Thanks, hon. Good for gaining weight do you think?


----------



## MollyMuiMa (Oct 13, 2012)

What a beautiful Skeleton! I guess that means that Tonka is beautiful INSIDE & OUT!!!!! LOL!


----------



## kayla_baxter (Jul 17, 2015)

Countryboy said:


> Oh, ya... he's got hips like Elvis.
> 
> 
> 
> ...




Absolutely. Canine Caviar is my personal favourite, with Firstmate as a second. I've slowly been getting weight back on my 120lb Dane boy on four cups of either. He usually maintains on three to three and a half. 


Sent from my iPhone using Tapatalk


----------



## StormeeK (Aug 3, 2015)

Awww, Frank I hope Tonka is doing well!  He has always been one of my favorite dogs here on the forum. Such a great dog park mentor, and I thought you said he came from the Bahamas ??( one of my favorite destinations ) Never heard the whole story but sounded so interesting. I've just enjoyed hearing his stories and seeing his pictures. 
Can you mix some of the canned food really well with the dry? Would he pick it out? Sorry but I am just a sucker for older dogs and anything they want to eat. ( Don't normally discuss dog food on the internet but I thought you said you were in a Texas politics forum so ....! )
Dewey and I send you and Tonka the best wishes and health from Texas.


----------



## Caddy (Nov 23, 2014)

I think TONKA should get some of that yummy tin food!


----------



## Mfmst (Jun 18, 2014)

You mentioned you give him the occasional chicken back. Try 3-5 chicken necks as a separate meal. Grain free satin balls are another thought.


----------



## Countryboy (May 16, 2011)

kayla_baxter said:


> Absolutely. Canine Caviar is my personal favourite, with Firstmate as a second. I've slowly been getting weight back on my 120lb Dane boy on four cups of either. He usually maintains on three to three and a half.


Thanks, hon... that gives me cheer that maybe I'm on the right track. 



StormeeK said:


> Awww, Frank I hope Tonka is doing well!  He has always been one of my favorite dogs here on the forum. Such a great dog park mentor, and I thought you said he came from the Bahamas ??( one of my favorite destinations ) Never heard the whole story but sounded so interesting. I've just enjoyed hearing his stories and seeing his pictures.
> Can you mix some of the canned food really well with the dry? Would he pick it out? Sorry but I am just a sucker for older dogs and anything they want to eat. ( Don't normally discuss dog food on the internet but I thought you said you were in a Texas politics forum so ....! )
> Dewey and I send you and Tonka the best wishes and health from Texas.


Somewhere in the Caribbean for sure.
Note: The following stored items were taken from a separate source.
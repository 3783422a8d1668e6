//! Codec error type.

use tagpack_buffers::BufferError;
use thiserror::Error;

/// Errors raised by encoding, decoding and record projection.
///
/// Every error ends the call that raised it; no partial result is exposed.
#[derive(Debug, Error, Clone, PartialEq, Eq)]
pub enum CodecError {
    #[error("unexpected end of input")]
    UnexpectedEof,
    #[error("invalid tag byte 0x{tag:02x} at offset {offset}")]
    InvalidTag { tag: u8, offset: usize },
    #[error("invalid UTF-8 in string payload")]
    InvalidUtf8,
    #[error("value {value} does not fit in {target}")]
    Overflow { value: String, target: &'static str },
    #[error("schema mismatch: {0}")]
    SchemaMismatch(String),
    #[error("unsupported type: {0}")]
    UnsupportedType(String),
    #[error("length {0} exceeds the 32-bit wire limit")]
    LengthOverflow(usize),
    #[error("nesting depth exceeds limit of {0}")]
    DepthLimitExceeded(usize),
    #[error("{0} trailing bytes after value")]
    TrailingBytes(usize),
}

impl From<BufferError> for CodecError {
    fn from(_: BufferError) -> Self {
        CodecError::UnexpectedEof
    }
}

impl CodecError {
    pub(crate) fn mismatch(expected: impl std::fmt::Display, found: &str) -> Self {
        CodecError::SchemaMismatch(format!("expected {expected}, found {found}"))
    }

    pub(crate) fn overflow(value: impl ToString, target: &'static str) -> Self {
        CodecError::Overflow {
            value: value.to_string(),
            target,
        }
    }

    /// Prefixes a schema mismatch with the record field it happened in.
    /// Other variants pass through unchanged.
    pub fn at_field(self, type_name: &str, field: &str) -> Self {
        match self {
            CodecError::SchemaMismatch(msg) => {
                CodecError::SchemaMismatch(format!("{type_name}.{field}: {msg}"))
            }
            other => other,
        }
    }
}
//! Bounds-checked big-endian byte reader.

use crate::BufferError;

/// Cursor over a borrowed byte slice.
///
/// Every read checks the remaining length first, so malformed input surfaces
/// as [`BufferError::EndOfBuffer`] rather than a panic.
///
/// # Example
///
/// ```
/// use tagpack_buffers::Reader;
///
/// let data = [0x01, 0x02, 0x03];
/// let mut reader = Reader::new(&data);
/// assert_eq!(reader.u8(), Ok(0x01));
/// assert_eq!(reader.u16(), Ok(0x0203));
/// assert!(reader.u8().is_err());
/// ```
#[derive(Debug, Clone)]
pub struct Reader<'a> {
    uint8: &'a [u8],
    x: usize,
}

impl<'a> Reader<'a> {
    pub fn new(uint8: &'a [u8]) -> Self {
        Self { uint8, x: 0 }
    }

    /// Current cursor offset from the start of the input.
    pub fn position(&self) -> usize {
        self.x
    }

    /// Bytes left after the cursor.
    pub fn remaining(&self) -> usize {
        self.uint8.len() - self.x
    }

    pub fn is_empty(&self) -> bool {
        self.remaining() == 0
    }

    #[inline]
    fn check(&self, needed: usize) -> Result<(), BufferError> {
        let available = self.remaining();
        if needed > available {
            Err(BufferError::EndOfBuffer { needed, available })
        } else {
            Ok(())
        }
    }

    #[inline]
    fn array<const N: usize>(&mut self) -> Result<[u8; N], BufferError> {
        self.check(N)?;
        let mut out = [0u8; N];
        out.copy_from_slice(&self.uint8[self.x..self.x + N]);
        self.x += N;
        Ok(out)
    }

    /// Borrows the next `size` bytes and advances past them.
    pub fn take(&mut self, size: usize) -> Result<&'a [u8], BufferError> {
        self.check(size)?;
        let start = self.x;
        self.x += size;
        Ok(&self.uint8[start..self.x])
    }

    pub fn skip(&mut self, size: usize) -> Result<(), BufferError> {
        self.check(size)?;
        self.x += size;
        Ok(())
    }

    #[inline]
    pub fn u8(&mut self) -> Result<u8, BufferError> {
        self.array::<1>().map(|b| b[0])
    }

    #[inline]
    pub fn i8(&mut self) -> Result<i8, BufferError> {
        self.array::<1>().map(|b| b[0] as i8)
    }

    #[inline]
    pub fn u16(&mut self) -> Result<u16, BufferError> {
        self.array().map(u16::from_be_bytes)
    }

    #[inline]
    pub fn i16(&mut self) -> Result<i16, BufferError> {
        self.array().map(i16::from_be_bytes)
    }

    #[inline]
    pub fn u32(&mut self) -> Result<u32, BufferError> {
        self.array().map(u32::from_be_bytes)
    }

    #[inline]
    pub fn i32(&mut self) -> Result<i32, BufferError> {
        self.array().map(i32::from_be_bytes)
    }

    #[inline]
    pub fn u64(&mut self) -> Result<u64, BufferError> {
        self.array().map(u64::from_be_bytes)
    }

    #[inline]
    pub fn i64(&mut self) -> Result<i64, BufferError> {
        self.array().map(i64::from_be_bytes)
    }

    #[inline]
    pub fn f32(&mut self) -> Result<f32, BufferError> {
        self.array().map(f32::from_be_bytes)
    }

    #[inline]
    pub fn f64(&mut self) -> Result<f64, BufferError> {
        self.array().map(f64::from_be_bytes)
    }
}
//! `ValueDecoder`: parses tagged bytes back into a [`Value`] tree.
//!
//! Decoding is a single recursive-descent pass: read a tag, consume exactly
//! the payload it declares, recurse into containers. Variable-length payloads
//! are copied out, so the returned tree never borrows from the input.

use tagpack_buffers::Reader;

use crate::constants::{is_small_int, Tag, SMALL_INT_BASE};
use crate::encoder::DEFAULT_MAX_DEPTH;
use crate::error::CodecError;
use crate::value::{Extension, Value};

/// Options controlling decoder strictness.
#[derive(Debug, Clone, Copy, PartialEq, Eq)]
pub struct DecoderOptions {
    /// Deepest container nesting accepted before failing with
    /// [`CodecError::DepthLimitExceeded`].
    pub max_depth: usize,
    /// When `false` (default), bytes left over after the top-level value fail
    /// the decode with [`CodecError::TrailingBytes`].
    pub allow_trailing: bool,
}

impl Default for DecoderOptions {
    fn default() -> Self {
        Self {
            max_depth: DEFAULT_MAX_DEPTH,
            allow_trailing: false,
        }
    }
}

#[derive(Debug, Default, Clone)]
pub struct ValueDecoder {
    pub options: DecoderOptions,
}

impl ValueDecoder {
    pub fn new() -> Self {
        Self::default()
    }

    pub fn with_options(options: DecoderOptions) -> Self {
        Self { options }
    }

    /// Decodes exactly one value from `input`.
    pub fn decode(&self, input: &[u8]) -> Result<Value, CodecError> {
        let mut reader = Reader::new(input);
        let value = self.read_any(&mut reader, 0)?;
        self.finish(&reader)?;
        Ok(value)
    }

    /// Checks that `input` holds one well-formed value without building it.
    /// Returns the encoded length of that value.
    pub fn validate(&self, input: &[u8]) -> Result<usize, CodecError> {
        let mut reader = Reader::new(input);
        let size = self.skip_any(&mut reader, 0)?;
        self.finish(&reader)?;
        Ok(size)
    }

    fn finish(&self, reader: &Reader<'_>) -> Result<(), CodecError> {
        if !self.options.allow_trailing && !reader.is_empty() {
            return Err(CodecError::TrailingBytes(reader.remaining()));
        }
        Ok(())
    }

    fn enter(&self, depth: usize) -> Result<usize, CodecError> {
        if depth >= self.options.max_depth {
            return Err(CodecError::DepthLimitExceeded(self.options.max_depth));
        }
        Ok(depth + 1)
    }

    fn read_tag(reader: &mut Reader<'_>) -> Result<(u8, Option<Tag>, usize), CodecError> {
        let offset = reader.position();
        let byte = reader.u8()?;
        Ok((byte, Tag::from_byte(byte), offset))
    }

    /// Reads one value at the reader's cursor.
    pub fn read_any(&self, reader: &mut Reader<'_>, depth: usize) -> Result<Value, CodecError> {
        let (byte, tag, offset) = Self::read_tag(reader)?;
        if is_small_int(byte) {
            return Ok(Value::Int((byte & !SMALL_INT_BASE) as i64));
        }
        let Some(tag) = tag else {
            return Err(CodecError::InvalidTag { tag: byte, offset });
        };
        let value = match tag {
            Tag::Nil => Value::Nil,
            Tag::False => Value::Bool(false),
            Tag::True => Value::Bool(true),
            Tag::Int8 => Value::Int(reader.i8()? as i64),
            Tag::Int16 => Value::Int(reader.i16()? as i64),
            Tag::Int32 => Value::Int(reader.i32()? as i64),
            Tag::Int64 => Value::Int(reader.i64()?),
            Tag::Uint8 => Value::Int(reader.u8()? as i64),
            Tag::Uint16 => Value::Int(reader.u16()? as i64),
            Tag::Uint32 => Value::Int(reader.u32()? as i64),
            Tag::Uint64 => Value::from(reader.u64()?),
            Tag::Float32 => Value::Float32(reader.f32()?),
            Tag::Float64 => Value::Float64(reader.f64()?),
            Tag::Str => {
                let size = reader.u32()? as usize;
                let bytes = reader.take(size)?;
                let s = std::str::from_utf8(bytes).map_err(|_| CodecError::InvalidUtf8)?;
                Value::Str(s.to_owned())
            }
            Tag::Binary => {
                let size = reader.u32()? as usize;
                Value::Binary(reader.take(size)?.to_vec())
            }
            Tag::Array => {
                let depth = self.enter(depth)?;
                let size = reader.u32()? as usize;
                // every element takes at least one byte
                let mut items = Vec::with_capacity(size.min(reader.remaining()));
                for _ in 0..size {
                    items.push(self.read_any(reader, depth)?);
                }
                Value::Array(items)
            }
            Tag::Map => {
                let depth = self.enter(depth)?;
                let size = reader.u32()? as usize;
                let mut pairs = Vec::with_capacity(size.min(reader.remaining() / 2));
                for _ in 0..size {
                    let key = self.read_any(reader, depth)?;
                    let val = self.read_any(reader, depth)?;
                    pairs.push((key, val));
                }
                Value::Map(pairs)
            }
            Tag::Extension => {
                let kind = reader.i8()?;
                let size = reader.u32()? as usize;
                Value::Extension(Extension::new(kind, reader.take(size)?.to_vec()))
            }
        };
        Ok(value)
    }

    /// Skips one value at the reader's cursor and returns how many bytes it
    /// occupied.
    pub fn skip_any(&self, reader: &mut Reader<'_>, depth: usize) -> Result<usize, CodecError> {
        let start = reader.position();
        let (byte, tag, offset) = Self::read_tag(reader)?;
        if is_small_int(byte) {
            return Ok(1);
        }
        let Some(tag) = tag else {
            return Err(CodecError::InvalidTag { tag: byte, offset });
        };
        match tag {
            Tag::Nil | Tag::False | Tag::True => {}
            Tag::Int8 | Tag::Uint8 => reader.skip(1)?,
            Tag::Int16 | Tag::Uint16 => reader.skip(2)?,
            Tag::Int32 | Tag::Uint32 | Tag::Float32 => reader.skip(4)?,
            Tag::Int64 | Tag::Uint64 | Tag::Float64 => reader.skip(8)?,
            Tag::Str => {
                let size = reader.u32()? as usize;
                let bytes = reader.take(size)?;
                std::str::from_utf8(bytes).map_err(|_| CodecError::InvalidUtf8)?;
            }
            Tag::Binary => {
                let size = reader.u32()? as usize;
                reader.skip(size)?;
            }
            Tag::Array => {
                let depth = self.enter(depth)?;
                let size = reader.u32()?;
                for _ in 0..size {
                    self.skip_any(reader, depth)?;
                }
            }
            Tag::Map => {
                let depth = self.enter(depth)?;
                let size = reader.u32()?;
                for _ in 0..size {
                    self.skip_any(reader, depth)?; // key
                    self.skip_any(reader, depth)?; // value
                }
            }
            Tag::Extension => {
                reader.skip(1)?;
                let size = reader.u32()? as usize;
                reader.skip(size)?;
            }
        }
        Ok(reader.position() - start)
    }
}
I'd love to know the whole story myself. He's definitely a saltwater dog. But ya know what? Two cups of kibble with half a can of wet, he'll leave the remnants of even wet food in the bowl. 



Caddy said:


> I think TONKA should get some of that yummy tin food!





Mfmst said:


> You mentioned you give him the occasional chicken back. Try 3-5 chicken necks as a separate meal. Grain free satin balls are another thought.


You two make me smile. You're absolutely right. One of these days, maybe soon, I'm gonna give him nothing but wet... maybe a can and a half... just as an experiment. 
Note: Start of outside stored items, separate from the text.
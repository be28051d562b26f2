pub mod errors;
pub mod grpc;
pub mod metrics;
pub mod startup;

pub use startup::run;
Unlike most members here, Tonka is my only companion... there's just me and him. So I know that this situation will one day boil down to me doing whatever it takes to keep him comfortable and well.

Thanks for all your advice.


----------



## Siskojan (Mar 13, 2011)

I always enjoy stories about Tonka and his adventures and I love his elegant skeleton portraits. Sisko is generally a skinny minny but he hovers around 62 lbs now. I recently took him in to get weighed as he seemed thin and bony at the back end but was right on his 62 lbs - must have been the close hair do he had. 

Anyway - Satin balls came to mind. There are various recipes on the 'net 
(combos of ground beef, eggs, some cereal / grain etc) and I think the idea of them is to add weight. You can make big batches and freeze them.


----------



## Countryboy (May 16, 2011)

Siskojan said:


> Anyway - Satin balls came to mind. There are various recipes on the 'net
> (combos of ground beef, eggs, some cereal / grain etc) and I think the idea of them is to add weight. You can make big batches and freeze them.


There we go. Change the ground beef to tofu in chicken broth, eggs, rice, a few veg... he and I could eat from the same bowl.


----------



## Viking Queen (Nov 12, 2014)

Iris was always a picky eater and would not even eat canned food, of any kind. Silly girl. When she had weight issues I began giving scrambled egg in the morning and she loved it. She never refused her kibble either, but would only just eat a certain amount, so the egg was a nice supplement which helped keep her weight up.

Good luck, let us know what you settle on and what works for you.


----------



## Kanoodle (Dec 10, 2016)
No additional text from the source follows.